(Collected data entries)

☆ ☆ ☆ ☆

//! JSON output formatting.

use anyhow::{Context, Result};
use serde::Serialize;

/// Serialize any output value, pretty-printed unless `compact`.
pub fn to_json<T: Serialize + ?Sized>(value: &T, compact: bool) -> Result<String> {
    let json = if compact {
        serde_json::to_string(value)
    } else {
        serde_json::to_string_pretty(value)
    };
    json.context("Failed to serialize output")
}

#[cfg(test)]
mod tests {
    use super::*;
    use crate::output::StatementOutcome;
    use sqlbook_core::QueryResult;

    #[test]
    fn test_outcome_json_shape() {
        let outcomes = vec![
            StatementOutcome::ok("SELECT 1", QueryResult::status("OK")),
            StatementOutcome::failed("SELEC", "near \"SELEC\": syntax error"),
        ];
        let json: serde_json::Value =
            serde_json::from_str(&to_json(&outcomes, true).unwrap()).unwrap();
        assert_eq!(json[0]["result"]["columns"][0], "status");
        assert!(json[0].get("error").is_none());
        assert_eq!(json[1]["error"], "near \"SELEC\": syntax error");
        assert!(json[1].get("result").is_none());
    }

    #[test]
    fn test_compact_has_no_newlines() {
        let json = to_json(&QueryResult::status("OK"), true).unwrap();
        assert!(!json.contains('\n'));
    }
}
//! sqlbook CLI library.
//!
//! This module exposes internal types for testing purposes.
//! The main entry point is the `sqlbook` binary.

pub mod cli;
pub mod input;
pub mod output;

pub use cli::Args;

☆ ☆ ☆ ☆

* **WHAT YOU ARE ASKED TO DO**
From the records above, transcribe exactly the run of lines that opens with the line holding "let json = if" and closes with the line holding "use crate::output::StatementOutcome;", both included.

* **WRITTEN RESPONSE**
    let json = if compact {
        serde_json::to_string(value)
    } else {
        serde_json::to_string_pretty(value)
    };
    json.context("Failed to serialize output")
}

#[cfg(test)]
mod tests {
    use super::*;
    use crate::output::StatementOutcome;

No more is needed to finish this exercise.